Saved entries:

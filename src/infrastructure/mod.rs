pub mod logging;
pub mod storage;
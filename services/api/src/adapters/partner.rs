//! services/api/src/adapters/partner.rs
//!
//! This module contains the HTTP adapter for partner-university catalogs. It is the
//! concrete implementation of the `ExternalBookSource` port from the `core` crate.
//!
//! One generic adapter serves every partner: the endpoints, query parameter, timeout
//! and field precedence all come from a `PartnerConfig`.

use crate::config::ConfigError;
use async_trait::async_trait;
use catalog_core::domain::Book;
use catalog_core::field_map::FieldMapping;
use catalog_core::ports::ExternalBookSource;
use reqwest::{Client, Url};
use serde::Deserialize;
use serde_json::Value;
use std::time::Duration;
use tracing::{debug, info, warn};

//=========================================================================================
// Partner Configuration
//=========================================================================================

fn default_search_param() -> String {
    "q".to_string()
}

/// Declarative description of one partner catalog, read from `partners.toml`.
#[derive(Debug, Clone, Deserialize)]
pub struct PartnerConfig {
    /// Key used in search statistics.
    pub key: String,
    /// Name of the owning institution, used as origin label.
    pub label: String,
    #[serde(default)]
    pub aliases: Vec<String>,
    /// Search endpoint; the query is sent as `?<search_param>=<text>`.
    pub search_url: String,
    #[serde(default = "default_search_param")]
    pub search_param: String,
    /// Endpoint returning the whole catalog, used for empty queries.
    #[serde(default)]
    pub list_url: Option<String>,
    /// Base of the by-id endpoint (`<item_url>/<id>`). Without it, lookups
    /// list the catalog and filter locally.
    #[serde(default)]
    pub item_url: Option<String>,
    /// JSON pointer to the record array when the partner wraps it, e.g. `/data`.
    #[serde(default)]
    pub records_pointer: Option<String>,
    #[serde(default)]
    pub fallback_author: Option<String>,
    /// Overrides the service-wide partner timeout.
    #[serde(default)]
    pub timeout_ms: Option<u64>,
    #[serde(default)]
    pub fields: FieldMapping,
}

//=========================================================================================
// The Main Adapter Struct
//=========================================================================================

#[derive(Debug, thiserror::Error)]
enum FetchError {
    #[error("timed out after {0:?}")]
    Timeout(Duration),
    #[error("request failed: {0}")]
    Http(#[from] reqwest::Error),
    #[error("payload is not a JSON array")]
    NotAnArray,
}

/// An adapter that implements the `ExternalBookSource` port over a partner's REST API.
#[derive(Clone)]
pub struct HttpPartnerAdapter {
    client: Client,
    config: PartnerConfig,
    search_url: Url,
    list_url: Option<Url>,
    item_url: Option<Url>,
    timeout: Duration,
}

fn parse_url(partner: &str, raw: &str) -> Result<Url, ConfigError> {
    let url = Url::parse(raw).map_err(|e| {
        ConfigError::Partners(partner.to_string(), format!("invalid URL '{}': {}", raw, e))
    })?;
    if url.cannot_be_a_base() {
        return Err(ConfigError::Partners(
            partner.to_string(),
            format!("URL '{}' cannot carry a path", raw),
        ));
    }
    Ok(url)
}

impl HttpPartnerAdapter {
    /// Creates a new `HttpPartnerAdapter`.
    ///
    /// Fails only on misconfiguration (an unparseable URL); request-time problems
    /// never surface as errors.
    pub fn new(
        client: Client,
        config: PartnerConfig,
        default_timeout: Duration,
    ) -> Result<Self, ConfigError> {
        let search_url = parse_url(&config.key, &config.search_url)?;
        let list_url = config
            .list_url
            .as_deref()
            .map(|raw| parse_url(&config.key, raw))
            .transpose()?;
        let item_url = config
            .item_url
            .as_deref()
            .map(|raw| parse_url(&config.key, raw))
            .transpose()?;
        let timeout = config
            .timeout_ms
            .map(Duration::from_millis)
            .unwrap_or(default_timeout);

        Ok(Self {
            client,
            config,
            search_url,
            list_url,
            item_url,
            timeout,
        })
    }

    fn fallback_author(&self) -> &str {
        self.config.fallback_author.as_deref().unwrap_or(&self.config.label)
    }

    fn to_book(&self, record: &Value) -> Book {
        self.config.fields.to_book(record, self.fallback_author())
    }

    /// GETs `url` and parses the body as JSON, all within the partner timeout.
    async fn fetch_json(&self, url: Url) -> Result<Value, FetchError> {
        debug!(source = %self.config.key, %url, "Querying partner catalog");
        let request = async {
            let response = self.client.get(url).send().await?.error_for_status()?;
            response.json::<Value>().await
        };
        match tokio::time::timeout(self.timeout, request).await {
            Ok(result) => Ok(result?),
            Err(_) => Err(FetchError::Timeout(self.timeout)),
        }
    }

    /// Fetches a listing endpoint and maps every record it holds.
    async fn fetch_books(&self, url: Url) -> Result<Vec<Book>, FetchError> {
        let payload = self.fetch_json(url).await?;
        let records = match &self.config.records_pointer {
            Some(pointer) => payload.pointer(pointer),
            None => Some(&payload),
        };
        match records {
            Some(Value::Array(items)) => Ok(items.iter().map(|item| self.to_book(item)).collect()),
            _ => Err(FetchError::NotAnArray),
        }
    }

    fn search_url_for(&self, query: &str) -> Url {
        if query.is_empty() {
            if let Some(list_url) = &self.list_url {
                return list_url.clone();
            }
        }
        let mut url = self.search_url.clone();
        url.query_pairs_mut().append_pair(&self.config.search_param, query);
        url
    }

    fn item_url_for(&self, base: &Url, id: &str) -> Url {
        let mut url = base.clone();
        // `new` rejected cannot-be-a-base URLs, so segments are always editable.
        if let Ok(mut segments) = url.path_segments_mut() {
            segments.pop_if_empty().push(id);
        }
        url
    }

    async fn fetch_item(&self, base: &Url, id: &str) -> Result<Option<Book>, FetchError> {
        let payload = self.fetch_json(self.item_url_for(base, id)).await?;
        let book = match &payload {
            // Some partners answer a by-id request with a one-element array.
            Value::Array(items) => items.iter().map(|item| self.to_book(item)).find(|b| b.id == id),
            Value::Object(_) => Some(self.to_book(&payload)),
            _ => None,
        };
        Ok(book.filter(|b| !b.id.is_empty() || !b.title.is_empty()))
    }
}

//=========================================================================================
// `ExternalBookSource` Trait Implementation
//=========================================================================================

#[async_trait]
impl ExternalBookSource for HttpPartnerAdapter {
    fn key(&self) -> &str {
        &self.config.key
    }

    fn label(&self) -> &str {
        &self.config.label
    }

    fn aliases(&self) -> &[String] {
        &self.config.aliases
    }

    async fn search_by_title(&self, query: &str) -> Vec<Book> {
        let query = query.trim();
        match self.fetch_books(self.search_url_for(query)).await {
            Ok(books) => {
                info!(source = %self.config.key, count = books.len(), "Partner search completed");
                books
            }
            Err(e) => {
                warn!(source = %self.config.key, error = %e, "Partner search failed, contributing no results");
                Vec::new()
            }
        }
    }

    async fn get_by_id(&self, id: &str) -> Option<Book> {
        let id = id.trim();
        // Records without a mapped id carry an empty one and must never match.
        if id.is_empty() {
            return None;
        }
        let result = match &self.item_url {
            Some(base) => self.fetch_item(base, id).await,
            None => self
                .fetch_books(self.search_url_for(""))
                .await
                .map(|books| books.into_iter().find(|b| b.id == id)),
        };
        match result {
            Ok(book) => {
                if book.is_none() {
                    info!(source = %self.config.key, id, "Book not found at partner");
                }
                book
            }
            Err(e) => {
                warn!(source = %self.config.key, id, error = %e, "Partner lookup failed");
                None
            }
        }
    }
}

WHAT YOU HAVE TO DO: In the records above, each line with the string "ConfigError" should be copied.

RESULT OF THE TASK:
use crate::config::ConfigError;
fn parse_url(partner: &str, raw: &str) -> Result<Url, ConfigError> {
        ConfigError::Partners(partner.to_string(), format!("invalid URL '{}': {}", raw, e))
        return Err(ConfigError::Partners(
    ) -> Result<Self, ConfigError> {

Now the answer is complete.